## INSTRUCTIONS FOR THE TASK
Where a line of the records contains the word "dslab", show that line.
━━━━━ SOURCE RECORDS
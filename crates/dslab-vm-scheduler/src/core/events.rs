//! Simulation events.

// SCHEDULER EVENTS ////////////////////////////////////////////////////////////////////////////////

pub mod scheduler {
    use serde::Serialize;

    use crate::core::common::{MachineId, TaskId, VmId};

    #[derive(Clone, Serialize)]
    pub struct NewTask {
        pub task: TaskId,
    }

    #[derive(Clone, Serialize)]
    pub struct TaskCompleted {
        pub task: TaskId,
    }

    #[derive(Clone, Serialize)]
    pub struct MigrationCompleted {
        pub vm: VmId,
    }

    #[derive(Clone, Serialize)]
    pub struct PeriodicCheck {}

    #[derive(Clone, Serialize)]
    pub struct MemoryWarning {
        pub machine: MachineId,
    }

    #[derive(Clone, Serialize)]
    pub struct SlaWarning {
        pub task: TaskId,
    }

    #[derive(Clone, Serialize)]
    pub struct StateChangeCompleted {
        pub machine: MachineId,
    }
}

// CLUSTER EVENTS //////////////////////////////////////////////////////////////////////////////////

pub mod cluster {
    use serde::Serialize;

    use crate::core::common::{TaskId, VmId};
    use crate::extensions::workload::TaskSpec;

    #[derive(Clone, Serialize)]
    pub struct TaskArrived {
        pub spec: TaskSpec,
    }

    #[derive(Clone, Serialize)]
    pub struct PlacementDeadline {
        pub task: TaskId,
    }

    #[derive(Clone, Serialize)]
    pub struct TaskFinished {
        pub task: TaskId,
    }

    #[derive(Clone, Serialize)]
    pub struct MigrationFinished {
        pub vm: VmId,
    }

    #[derive(Clone, Serialize)]
    pub struct PeriodicTick {}
}
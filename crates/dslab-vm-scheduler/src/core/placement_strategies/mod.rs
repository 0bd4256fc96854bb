//! Task placement strategies.

pub mod best_fit;
pub mod energy_priority;
pub mod round_robin;
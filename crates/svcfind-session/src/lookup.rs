//! The distance-ranked service lookup pipeline.

use serde::Serialize;

use svcfind_core::{distance_km, Coordinate, Service};
use svcfind_data::{DataClient, DataError};

use crate::state::SessionState;

/// A provider row plus its distance from the session location, when one was
/// known. Derived fresh on every lookup and never persisted.
#[derive(Debug, Clone, Serialize)]
pub struct RankedService {
    pub service: Service,
    pub distance_km: Option<f64>,
}

/// Runs the lookup pipeline.
///
/// Admission control first: a missing or empty `service_type_id` or
/// `postcode` short-circuits to `Ok(vec![])` without any network traffic.
/// Admitted lookups query the backing service with both equality filters,
/// then rank by ascending distance when a location is present. Without a
/// location, rows come back unranked in service order.
///
/// An empty `Ok` means nothing matched; an `Err` means the query failed.
/// Callers can and should message those differently.
///
/// # Errors
///
/// Propagates the [`DataError`] from the provider query.
pub async fn lookup_services(
    client: &DataClient,
    service_type_id: Option<&str>,
    postcode: Option<&str>,
    location: Option<Coordinate>,
) -> Result<Vec<RankedService>, DataError> {
    let (Some(service_type_id), Some(postcode)) = (
        service_type_id.map(str::trim).filter(|s| !s.is_empty()),
        postcode.map(str::trim).filter(|s| !s.is_empty()),
    ) else {
        tracing::debug!("lookup skipped: service type or postcode not set");
        return Ok(Vec::new());
    };

    let services = client.list_services(service_type_id, postcode).await?;
    tracing::debug!(
        matched = services.len(),
        ranked = location.is_some(),
        "service lookup completed"
    );
    Ok(rank(services, location))
}

/// Runs [`lookup_services`] from a session's current filter inputs.
///
/// # Errors
///
/// Propagates the [`DataError`] from the provider query.
pub async fn lookup_for_session(
    client: &DataClient,
    state: &SessionState,
) -> Result<Vec<RankedService>, DataError> {
    lookup_services(
        client,
        state.service_type_id.as_deref(),
        state.postcode.as_deref(),
        state.location,
    )
    .await
}

/// Attaches distances and sorts ascending. The sort is stable, so equal
/// distances keep backing-service order, and rows without a usable coordinate
/// pair go after every ranked row in their original relative order.
#[must_use]
pub fn rank(services: Vec<Service>, location: Option<Coordinate>) -> Vec<RankedService> {
    let mut ranked: Vec<RankedService> = services
        .into_iter()
        .map(|service| {
            let distance = location
                .and_then(|here| service.coordinate().map(|there| distance_km(here, there)));
            RankedService {
                service,
                distance_km: distance,
            }
        })
        .collect();
    if location.is_some() {
        ranked.sort_by(|a, b| match (a.distance_km, b.distance_km) {
            (Some(x), Some(y)) => x.total_cmp(&y),
            (Some(_), None) => std::cmp::Ordering::Less,
            (None, Some(_)) => std::cmp::Ordering::Greater,
            (None, None) => std::cmp::Ordering::Equal,
        });
    }
    ranked
}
━━━━━━━━━━
## RESPONSE TO THIS TASK
filename crates/dslab-vm-scheduler/src/core/events.rs
filename crates/dslab-vm-scheduler/src/core/placement_strategies/mod.rs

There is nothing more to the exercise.